Tom Korb, a vice president at AALU, Falls Church, Va., commented on the topic in the wake of statements House Democratic leaders made today. House Democrats have pledged to enact legislation before the end of the year that would extend the 2009 tax levels indefinitely.

Sen. Max Baucus, D-Mont., chairman of the Senate Finance Committee, has suggested that extending the 2009 estate tax levels is a “must-do proposition,” but he would not commit to a permanent fix this year.

Federal law now allows for a $3.5 million personal exemption and sets the maximum tax rate at 45%.

Congress wants to act before the end of the year because, if it does nothing, current law will eliminate the estate tax in 2010, then cut the personal exemption to $1 million in 2011 and set the maximum tax rate at 55%.

Rep. Charles Rangel, D-N.Y., chairman of the House Ways and Means Committee, said after a meeting with committee Democrats that a vote on the estate tax will not occur until “after health care.”

The House must originate tax legislation. Earlier, some had thought that the House could vote on estate tax legislation as early as this week.

Rep. Steny Hoyer, D-Md., House majority leader, said the House would vote before the end of the year to permanently extend the 2009 estate tax level, but he said the vote might not occur until December.

AALU is not optimistic that a permanent solution will occur this year, Korb says in a bulletin sent to AALU members.

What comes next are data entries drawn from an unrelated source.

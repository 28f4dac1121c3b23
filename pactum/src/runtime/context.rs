use super::core::Shared;
use super::scheduler::Scheduler;

use std::cell::RefCell;
use std::rc::Rc;

thread_local! {
    /// Scheduler used by futures created on this thread.
    ///
    /// Set while inside [`enter`] or a [`Runtime`](crate::Runtime) call, so
    /// that constructors like [`Future::resolve`](crate::Future::resolve) do
    /// not need a scheduler argument.
    static CURRENT_SCHEDULER: RefCell<Option<Rc<dyn Scheduler>>> =
        const { RefCell::new(None) };

    /// Event loop that can be driven from this thread.
    ///
    /// Only set by a [`Runtime`](crate::Runtime); a custom scheduler
    /// installed with [`enter`] clears it.
    static CURRENT_RUNTIME: RefCell<Option<Rc<Shared>>> =
        const { RefCell::new(None) };
}

/// Restores the previous context when dropped, even while unwinding.
struct ContextGuard {
    scheduler: Option<Rc<dyn Scheduler>>,
    runtime: Option<Rc<Shared>>,
}

impl ContextGuard {
    fn install(scheduler: Rc<dyn Scheduler>, runtime: Option<Rc<Shared>>) -> Self {
        Self {
            scheduler: CURRENT_SCHEDULER.with(|s| s.replace(Some(scheduler))),
            runtime: CURRENT_RUNTIME.with(|r| r.replace(runtime)),
        }
    }
}

impl Drop for ContextGuard {
    fn drop(&mut self) {
        CURRENT_RUNTIME.with(|r| r.replace(self.runtime.take()));
        CURRENT_SCHEDULER.with(|s| s.replace(self.scheduler.take()));
    }
}

/// Runs `f` with `scheduler` as the current scheduler.
///
/// Futures created inside `f` (and every future derived from them) hand
/// their reactions to `scheduler`. Running those reactions is up to the
/// caller; [`Future::wait`](crate::Future::wait) is not available here.
///
/// # Examples
///
/// ```rust,ignore
/// struct Manual(MicrotaskQueue);
///
/// impl Scheduler for Manual {
///     fn enqueue(&self, task: Microtask) {
///         self.0.push(task);
///     }
/// }
///
/// let scheduler = Rc::new(Manual::default());
/// let future = pactum::runtime::enter(scheduler.clone(), || {
///     Future::<i32, String>::resolve(1).then(|v| Ok(v + 1))
/// });
/// ```
pub fn enter<R>(scheduler: Rc<dyn Scheduler>, f: impl FnOnce() -> R) -> R {
    let _guard = ContextGuard::install(scheduler, None);
    f()
}

/// Installs a runtime as both the current scheduler and the current loop.
pub(crate) fn enter_runtime<R>(shared: Rc<Shared>, f: impl FnOnce() -> R) -> R {
    let _guard = ContextGuard::install(shared.clone(), Some(shared));
    f()
}

/// Returns the current scheduler.
///
/// # Panics
///
/// Panics if no scheduler is installed on this thread.
pub(crate) fn current_scheduler() -> Rc<dyn Scheduler> {
    CURRENT_SCHEDULER.with(|s| {
        s.borrow()
            .clone()
            .expect("futures must be created within the context of a runtime")
    })
}

pub(crate) fn current_runtime() -> Option<Rc<Shared>> {
    CURRENT_RUNTIME.with(|r| r.borrow().clone())
}

#[cfg(test)]
mod tests {
    use super::*;
    use crate::runtime::scheduler::Microtask;

    struct Discard;

    impl Scheduler for Discard {
        fn enqueue(&self, _task: Microtask) {}
    }

    #[test]
    fn context_is_restored_after_enter() {
        let scheduler: Rc<dyn Scheduler> = Rc::new(Discard);

        enter(scheduler.clone(), || {
            assert!(Rc::ptr_eq(&current_scheduler(), &scheduler));
            assert!(current_runtime().is_none());
        });

        assert!(CURRENT_SCHEDULER.with(|s| s.borrow().is_none()));
    }

    #[test]
    fn nested_enter_restores_outer_scheduler() {
        let outer: Rc<dyn Scheduler> = Rc::new(Discard);
        let inner: Rc<dyn Scheduler> = Rc::new(Discard);

        enter(outer.clone(), || {
            enter(inner.clone(), || {
                assert!(Rc::ptr_eq(&current_scheduler(), &inner));
            });

            assert!(Rc::ptr_eq(&current_scheduler(), &outer));
        });
    }

    #[test]
    #[should_panic(expected = "within the context of a runtime")]
    fn current_scheduler_panics_outside_a_context() {
        let _ = current_scheduler();
    }
}
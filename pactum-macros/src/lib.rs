//! Attribute macros for `pactum`.
//!
//! - `#[pactum::main]` runs `main` inside a fresh runtime.
//! - `#[pactum::test]` does the same for a test function.
//!
//! Both wrap the function body in `Runtime::run`, so every future and timer
//! created by the body is driven until the runtime goes idle.

use proc_macro::{Delimiter, Group, TokenStream, TokenTree};

/// Settings accepted by `#[pactum::main(...)]`.
#[derive(Default)]
struct Options {
    max_microtasks_per_turn: Option<usize>,
    log_unhandled_rejections: Option<bool>,
}

impl Options {
    fn parse(attr: TokenStream) -> Result<Self, String> {
        let mut options = Options::default();
        let attr = attr.to_string();

        for part in attr.split(',').map(str::trim).filter(|p| !p.is_empty()) {
            let Some((key, value)) = part.split_once('=') else {
                return Err(format!("expected `key = value`, got `{part}`"));
            };

            let value = value.trim();

            match key.trim() {
                "max_microtasks_per_turn" => {
                    let n = value
                        .replace('_', "")
                        .parse::<usize>()
                        .map_err(|_| format!("invalid max_microtasks_per_turn `{value}`"))?;
                    options.max_microtasks_per_turn = Some(n);
                }
                "log_unhandled_rejections" => {
                    let enabled = value
                        .parse::<bool>()
                        .map_err(|_| format!("invalid log_unhandled_rejections `{value}`"))?;
                    options.log_unhandled_rejections = Some(enabled);
                }
                other => return Err(format!("unknown option `{other}`")),
            }
        }

        Ok(options)
    }

    fn builder(&self) -> String {
        let mut builder = String::from("::pactum::RuntimeBuilder::new()");

        if let Some(n) = self.max_microtasks_per_turn {
            builder.push_str(&format!(".max_microtasks_per_turn({n})"));
        }

        if let Some(enabled) = self.log_unhandled_rejections {
            builder.push_str(&format!(".log_unhandled_rejections({enabled})"));
        }

        builder.push_str(".build()");
        builder
    }
}

/// Replaces the body of the function in `tokens` by `wrap(body)`.
fn wrap_body(mut tokens: Vec<TokenTree>, wrap: impl FnOnce(String) -> String) -> TokenStream {
    let Some(pos) = tokens
        .iter()
        .rposition(|t| matches!(t, TokenTree::Group(g) if g.delimiter() == Delimiter::Brace))
    else {
        return compile_error("expected a function body");
    };

    let body = match &tokens[pos] {
        TokenTree::Group(g) => g.stream().to_string(),
        _ => unreachable!(),
    };

    let stream = match wrap(body).parse::<TokenStream>() {
        Ok(stream) => stream,
        Err(err) => return compile_error(&err.to_string()),
    };

    tokens[pos] = TokenTree::Group(Group::new(Delimiter::Brace, stream));
    tokens.into_iter().collect()
}

fn compile_error(message: &str) -> TokenStream {
    format!("compile_error!({message:?});")
        .parse()
        .unwrap_or_default()
}

/// Runs `main` inside a fresh runtime.
///
/// Accepts `max_microtasks_per_turn = N` and `log_unhandled_rejections = bool`.
///
/// ```rust,ignore
/// #[pactum::main(max_microtasks_per_turn = 10_000)]
/// fn main() {
///     pactum::Future::<i32, String>::resolve(1).then(|v| Ok(v + 1));
/// }
/// ```
#[proc_macro_attribute]
pub fn main(attr: TokenStream, item: TokenStream) -> TokenStream {
    let options = match Options::parse(attr) {
        Ok(options) => options,
        Err(message) => return compile_error(&message),
    };

    let builder = options.builder();

    wrap_body(item.into_iter().collect(), |body| {
        format!(
            "{{
                let runtime = {builder};
                runtime
                    .run(move || {{ {body} }})
                    .expect(\"pactum runtime failed\")
            }}"
        )
    })
}

/// Runs a test inside a fresh runtime.
///
/// The body runs first; the runtime is then driven until idle. Use
/// [`Future::wait`](../pactum/struct.Future.html#method.wait) to drive it
/// earlier.
#[proc_macro_attribute]
pub fn test(_attr: TokenStream, item: TokenStream) -> TokenStream {
    let function = wrap_body(item.into_iter().collect(), |body| {
        format!(
            "{{
                let runtime = ::pactum::RuntimeBuilder::new().build();
                runtime
                    .run(move || {{ {body} }})
                    .expect(\"pactum runtime failed\");
            }}"
        )
    });

    let mut result: TokenStream = "#[test]".parse().unwrap_or_default();
    result.extend(function);
    result
}
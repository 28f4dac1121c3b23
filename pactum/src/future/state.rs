use std::fmt;
use std::sync::atomic::{AtomicU64, Ordering};

/// Source of process-unique future identifiers.
static NEXT_ID: AtomicU64 = AtomicU64::new(1);

/// Observable lifecycle state of a [`Future`](crate::Future).
///
/// A future starts `Pending` and moves to exactly one of the two terminal
/// states. Once terminal, the state never changes again.
#[derive(Debug, Clone, Copy, PartialEq, Eq, Hash)]
pub enum State {
    /// Not settled yet. Reactions registered now are queued.
    Pending,

    /// Settled with a value.
    Fulfilled,

    /// Settled with an error.
    Rejected,
}

impl State {
    /// Returns `true` for both terminal states.
    pub fn is_settled(self) -> bool {
        !matches!(self, State::Pending)
    }
}

impl fmt::Display for State {
    fn fmt(&self, f: &mut fmt::Formatter<'_>) -> fmt::Result {
        match self {
            State::Pending => f.write_str("pending"),
            State::Fulfilled => f.write_str("fulfilled"),
            State::Rejected => f.write_str("rejected"),
        }
    }
}

/// Identifier of a future, unique for the lifetime of the process.
///
/// Identifiers are what diagnostics (logs, unhandled rejection events)
/// use to refer to a future without holding on to it.
#[derive(Debug, Clone, Copy, PartialEq, Eq, PartialOrd, Ord, Hash)]
pub struct FutureId(u64);

impl FutureId {
    pub(crate) fn next() -> Self {
        Self(NEXT_ID.fetch_add(1, Ordering::Relaxed))
    }

    /// Returns the raw numeric identifier.
    pub fn as_u64(self) -> u64 {
        self.0
    }
}

impl fmt::Display for FutureId {
    fn fmt(&self, f: &mut fmt::Formatter<'_>) -> fmt::Result {
        write!(f, "future#{}", self.0)
    }
}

“Given the heavy set of issues crowding the congressional calendar, it looks unlikely that legislators will work out a long-term solution by year-end,” he says.

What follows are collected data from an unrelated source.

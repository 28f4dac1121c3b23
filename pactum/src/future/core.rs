use super::resolution::Reason;
use super::state::{FutureId, State};
use crate::rejection::PendingRejection;
use crate::runtime::scheduler::Scheduler;

use std::cell::{Cell, RefCell};
use std::mem;
use std::rc::Rc;

use tracing::{debug, trace};

/// A callback waiting for the outcome of a future.
///
/// Every reaction owns whatever it needs to drive its child future, so the
/// core never has to know about children.
pub(crate) type Reaction<T, E> = Box<dyn FnOnce(Result<T, E>)>;

/// Shared state behind a [`Future`](crate::Future) handle.
///
/// The core coordinates the lifecycle of a single deferred value:
/// - the outcome, absent while pending and immutable once stored,
/// - the reactions registered while pending, in registration order,
/// - whether any reaction was ever attached (for unhandled rejection tracking),
/// - the scheduler used to run reactions.
pub(crate) struct Core<T, E> {
    /// Identifier used by diagnostics.
    pub(crate) id: FutureId,

    /// `None` while pending.
    outcome: Option<Result<T, E>>,

    /// Reactions waiting for settlement.
    reactions: Vec<Reaction<T, E>>,

    /// Set as soon as a reaction is attached. Shared with any pending
    /// rejection record so the scheduler can check it later.
    handled: Rc<Cell<bool>>,

    /// Scheduler every reaction of this future runs on.
    pub(crate) scheduler: Rc<dyn Scheduler>,
}

impl<T, E> Core<T, E> {
    pub(crate) fn state(&self) -> State {
        match self.outcome {
            None => State::Pending,
            Some(Ok(_)) => State::Fulfilled,
            Some(Err(_)) => State::Rejected,
        }
    }

    pub(crate) fn outcome(&self) -> Option<&Result<T, E>> {
        self.outcome.as_ref()
    }

    /// Marks the outcome as observed without attaching a reaction.
    pub(crate) fn mark_handled(&self) {
        self.handled.set(true);
    }
}

impl<T: Clone + 'static, E: Reason> Core<T, E> {
    /// Creates a pending core bound to `scheduler`.
    pub(crate) fn new(scheduler: Rc<dyn Scheduler>) -> Self {
        let id = FutureId::next();
        trace!(future = %id, "future created");

        Self {
            id,
            outcome: None,
            reactions: Vec::new(),
            handled: Rc::new(Cell::new(false)),
            scheduler,
        }
    }

    /// Performs the one-time transition out of `Pending`.
    ///
    /// Every reaction registered so far is handed to the scheduler, in
    /// registration order. A rejection nobody listens to yet is reported to
    /// the scheduler as a pending unhandled rejection.
    ///
    /// Returns `false` if the core was already settled; the outcome is then
    /// dropped and nothing happens.
    pub(crate) fn settle(this: &RefCell<Self>, outcome: Result<T, E>) -> bool {
        let (reactions, scheduler, rejection) = {
            let mut core = this.borrow_mut();

            if core.outcome.is_some() {
                return false;
            }

            let rejection = match &outcome {
                Ok(_) => {
                    debug!(future = %core.id, "future fulfilled");
                    None
                }
                Err(reason) => {
                    debug!(future = %core.id, ?reason, "future rejected");
                    (!core.handled.get()).then(|| {
                        PendingRejection::new(core.id, format!("{reason:?}"), core.handled.clone())
                    })
                }
            };

            core.outcome = Some(outcome.clone());

            (
                mem::take(&mut core.reactions),
                core.scheduler.clone(),
                rejection,
            )
        };

        if let Some(rejection) = rejection {
            scheduler.track_rejection(rejection);
        }

        for reaction in reactions {
            let outcome = outcome.clone();
            scheduler.enqueue(Box::new(move || reaction(outcome)));
        }

        true
    }

    /// Registers a reaction.
    ///
    /// A pending core queues it; a settled core schedules it right away.
    /// The reaction never runs inside this call.
    pub(crate) fn subscribe(this: &RefCell<Self>, reaction: Reaction<T, E>) {
        let mut core = this.borrow_mut();
        core.handled.set(true);

        let Some(outcome) = core.outcome.clone() else {
            core.reactions.push(reaction);
            return;
        };

        let scheduler = core.scheduler.clone();
        drop(core);

        scheduler.enqueue(Box::new(move || reaction(outcome)));
    }
}
use super::{Slots, inputs};
use crate::error::AggregateError;
use crate::future::{Future, IntoResolution, Reason};

use std::cell::RefCell;
use std::rc::Rc;

impl<T: Clone + 'static, E: Reason> Future<T, E> {
    /// Fulfills like the first input to fulfill.
    ///
    /// Rejects with an [`AggregateError`] holding every error, in input
    /// order, once all inputs have rejected. An empty input rejects right
    /// away with an empty `AggregateError`.
    pub fn any<I>(items: I) -> Future<T, AggregateError<E>>
    where
        I: IntoIterator,
        I::Item: IntoResolution<T, E>,
    {
        let inputs = inputs("any", items);
        let (output, resolver) = Future::with_resolvers();

        if inputs.is_empty() {
            resolver.reject(AggregateError { errors: Vec::new() });
            return output;
        }

        let slots = Rc::new(RefCell::new(Slots::new(inputs.len())));

        for (index, input) in inputs.into_iter().enumerate() {
            let slots = slots.clone();
            let resolver = resolver.clone();

            input.subscribe(move |outcome| match outcome {
                Ok(value) => resolver.fulfill(value),
                Err(error) => {
                    let complete = slots.borrow_mut().fill(index, error);

                    if let Some(errors) = complete {
                        resolver.reject(AggregateError { errors });
                    }
                }
            });
        }

        output
    }
}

Moreover, he says, the 1-year window “could create an opportunity to facilitate ultimate adoption of an optimum type of reform,” which means reunification of the gift and estate tax, and providing portability.

Portability would allow survivors of the second-to-die in a family to include the mate’s deduction when paying estate taxes, AALU officials say.

Today, the couple must establish a trust to accomplish that task.

Korb says AALU’s effort to add reunification of the gift and estate tax lifetime exemption amount to long-term estate tax reform “has generated meaningful support in the Senate.”

The AALU’s argument, he says, is that “reunification would remove a harmful disincentive that penalizes earlier transfer of small businesses, farms and other assets from one generation to the next.”

He says AALU lobbyists are telling congressional staffers that adding reunification “would also increase estate planning opportunities which utilize life insurance and help ensure that families have sufficient assets to meet estate tax liabilities without selling family businesses and other assets.”

“Replacing the year of repeal slated for 2010 by extending 2009 law and adding reunification would raise revenue, rather than cost,” Korb says.

“If reunification is added on a one-year basis, it would make it easier to incorporate into a long-term reform package,” Korb says.